Assignment:
In the records that follow, find each line containing "Duration" and copy it.

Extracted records
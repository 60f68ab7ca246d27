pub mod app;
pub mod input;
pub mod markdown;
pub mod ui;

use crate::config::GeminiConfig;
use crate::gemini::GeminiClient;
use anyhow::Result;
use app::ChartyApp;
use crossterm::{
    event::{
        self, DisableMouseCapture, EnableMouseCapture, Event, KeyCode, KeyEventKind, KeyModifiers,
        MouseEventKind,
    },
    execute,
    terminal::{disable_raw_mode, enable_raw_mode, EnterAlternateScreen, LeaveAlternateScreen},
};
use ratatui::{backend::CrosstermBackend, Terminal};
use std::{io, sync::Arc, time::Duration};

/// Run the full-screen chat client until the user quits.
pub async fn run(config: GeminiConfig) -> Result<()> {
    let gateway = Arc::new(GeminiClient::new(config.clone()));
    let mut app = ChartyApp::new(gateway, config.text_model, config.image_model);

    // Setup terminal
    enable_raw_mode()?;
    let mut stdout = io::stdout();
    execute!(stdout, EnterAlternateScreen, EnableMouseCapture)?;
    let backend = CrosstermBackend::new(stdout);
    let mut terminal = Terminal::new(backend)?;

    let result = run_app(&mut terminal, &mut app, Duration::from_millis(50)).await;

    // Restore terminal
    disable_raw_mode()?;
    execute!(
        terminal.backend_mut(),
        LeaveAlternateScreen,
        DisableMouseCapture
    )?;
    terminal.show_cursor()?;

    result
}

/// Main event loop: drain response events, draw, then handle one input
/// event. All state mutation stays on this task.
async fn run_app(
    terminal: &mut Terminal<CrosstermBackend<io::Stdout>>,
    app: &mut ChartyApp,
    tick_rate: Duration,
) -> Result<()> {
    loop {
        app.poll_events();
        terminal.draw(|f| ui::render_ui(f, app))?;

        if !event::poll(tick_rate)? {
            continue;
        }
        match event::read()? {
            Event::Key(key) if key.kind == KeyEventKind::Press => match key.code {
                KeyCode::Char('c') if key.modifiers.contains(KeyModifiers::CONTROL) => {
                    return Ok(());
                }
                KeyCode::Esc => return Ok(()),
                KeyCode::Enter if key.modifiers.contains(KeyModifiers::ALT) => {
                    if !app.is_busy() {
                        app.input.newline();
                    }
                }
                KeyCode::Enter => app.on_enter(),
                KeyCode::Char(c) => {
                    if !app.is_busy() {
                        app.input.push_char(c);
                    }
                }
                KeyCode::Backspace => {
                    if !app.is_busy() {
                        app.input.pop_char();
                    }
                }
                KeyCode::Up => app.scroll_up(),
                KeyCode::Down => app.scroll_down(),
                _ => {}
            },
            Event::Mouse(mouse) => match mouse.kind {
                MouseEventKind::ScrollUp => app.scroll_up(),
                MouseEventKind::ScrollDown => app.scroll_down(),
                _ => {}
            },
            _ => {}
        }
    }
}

Exercise answer:
use std::{io, sync::Arc, time::Duration};
    let result = run_app(&mut terminal, &mut app, Duration::from_millis(50)).await;
    tick_rate: Duration,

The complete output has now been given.